结直肠癌干细胞不一定衍生于正常肠道干细胞，但是二者共享一些基础信号途径，所以理解肠道干细胞调节机制，有助于理解恶性肿瘤干细胞生物学。然而大部分研究只着重小肠肠道干细胞生物学，对结肠干细胞了解较少。传统上认为小肠陷窝是典型肠道干细胞来源，用于鉴定不同功能的肠道干细胞群。

    目前有两群肠道干细胞，一群是 +4 细胞，主要表达 BMI1、HOPX、TERT 和 LRIG1，另一群是小肠陷窝基底柱细胞，高表达 LGR5。它们都有自我更新能力，可以分化为各种肠道上皮细胞，满足真正干细胞标准。

    尽管两个肠道干细胞群能够双向转化，起初仍认为代表不同干细胞群，具有不同功能活性。增殖的 LGR5+ 细胞与肠道止血有关，静止 BMI1+ 细胞是预留干细胞池，能再生 LGR5+ 细胞。研究发现 LGR5+ 细胞表达包括 BMI1 在内的 +4 细胞标志，引发疑问：2 种肠道干细胞群是否真的不同?

    接下来主要采用谱系追踪技术，鉴别肠道干细胞池本质特征。发现活化的循环中 LGR5+ 细胞产生一群存在时间很短的静止潘氏细胞前体，表达 LGR5 和 +4 细胞标志，损伤时获得功能性干细胞特征。一群 LGR5_分泌性前体细胞，特征表达 Notch 配体 DLL1，也在损伤时产生肠道干细胞群。谱系追踪实验是肠道干细胞研究主要手段。
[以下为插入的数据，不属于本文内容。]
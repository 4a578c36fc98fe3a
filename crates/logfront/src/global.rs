//! The process-wide locator.

use std::fmt;
use std::sync::{Arc, OnceLock};

use logfront_console::{StatusConfig, StatusConsole, init_console, shared_console};
use logfront_core::{Level, Logger, ProviderRef};

use crate::config::LocatorConfig;
use crate::locator::ProviderLocator;
use crate::resolve::Resolution;
use crate::source::InventorySource;

static LOCATOR: OnceLock<ProviderLocator<InventorySource>> = OnceLock::new();

/// Error returned by [`try_init`].
#[derive(Debug, Clone, Copy, PartialEq, Eq)]
pub enum InitError {
    /// The global locator was already created, either by an earlier
    /// `try_init` or by a first call to [`instance`].
    AlreadyInitialized,
}

impl fmt::Display for InitError {
    fn fmt(&self, f: &mut fmt::Formatter<'_>) -> fmt::Result {
        match self {
            InitError::AlreadyInitialized => {
                f.write_str("logfront provider locator is already initialized")
            }
        }
    }
}

impl std::error::Error for InitError {}

fn locator() -> &'static ProviderLocator<InventorySource> {
    LOCATOR.get_or_init(|| match LocatorConfig::try_from_env() {
        Ok(config) => build(config),
        Err(err) => {
            let config = LocatorConfig::from_env();
            let (console, installed) = install_console(&config.status);
            if installed {
                console.report_error(
                    Level::Error,
                    &err,
                    format_args!("Invalid logfront configuration, using default status output"),
                );
            }
            ProviderLocator::new(InventorySource, config).with_console(console)
        }
    })
}

fn build(config: LocatorConfig) -> ProviderLocator<InventorySource> {
    let (console, installed) = install_console(&config.status);
    if !installed && console.config() != &config.status {
        console.report(
            Level::Warn,
            format_args!("Status console already initialized, ignoring the given status configuration"),
        );
    }
    ProviderLocator::new(InventorySource, config).with_console(console)
}

/// Install `status` as the process-wide console, or reuse the one already
/// installed. The flag tells whether this call installed it.
fn install_console(status: &StatusConfig) -> (Arc<StatusConsole>, bool) {
    match init_console(status.clone()) {
        Ok(console) => (console, true),
        Err(_) => (Arc::clone(shared_console()), false),
    }
}

/// Configure the global locator explicitly instead of from the environment,
/// and resolve the provider immediately.
///
/// The status settings also configure the process-wide status console, so
/// [`ConsoleProvider`](logfront_console::ConsoleProvider) output follows
/// them. Must run before the first [`instance`] call; once the locator
/// exists its configuration can no longer change.
pub fn try_init(config: LocatorConfig) -> Result<ProviderRef, InitError> {
    let mut installed = false;
    let locator = LOCATOR.get_or_init(|| {
        installed = true;
        build(config)
    });
    if installed {
        Ok(locator.get_provider())
    } else {
        Err(InitError::AlreadyInitialized)
    }
}

/// The logger of the located provider.
///
/// The first call locates the provider from the registered ones and reports
/// the outcome on the status stream. Later calls return the cached binding.
/// Never fails: without a single unambiguous provider, every logger is
/// disabled.
///
/// ```
/// use logfront::{Logger, info};
///
/// let log = logfront::instance();
/// info!(log, "connected to {}", "db-1");
/// info!(log.at_warn(), "pool nearly exhausted");
/// ```
pub fn instance() -> &'static dyn Logger {
    locator().logger()
}

/// The located provider, or the no-op provider on fallback.
pub fn provider() -> ProviderRef {
    locator().get_provider()
}

/// The cached resolution outcome of the global locator.
pub fn resolution() -> &'static Resolution {
    locator().resolution()
}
    事实上这种方法最近用于定义陷窝和腺瘤中功能干细胞的数量，鉴定小肠和结肠中 DCLK1+ 静止细胞亚群。研究新技术还包括采用遗传学或是双 LGR5-GFP 标志的肠道干细胞动态图像;Ki67RFP 转基因小鼠用于研究干细胞在肠道内动态变化，阐明肠道干细胞异质性。

    结肠与小肠陷窝在结构与细胞组成上有几点不同：结肠陷窝不在粘膜表面凸出形成绒毛;不包含潘氏细胞、+4 细胞或是 BMI1+ 细胞。

    通常认为结肠干细胞 LGR5+ 或 EphB2high，移植小鼠结肠能产生完全自我更新的陷窝。通过 Notch 信号或 LRIG1 表达的增高，检测并鉴定结肠陷窝中的慢周期干细胞，它是 DCLK1+ 丛细胞的一个亚群。需要进一步鉴定结肠干细胞转化机制，特别是陷窝内有大量细菌时，微生物群改变所致的潜在致瘤功能。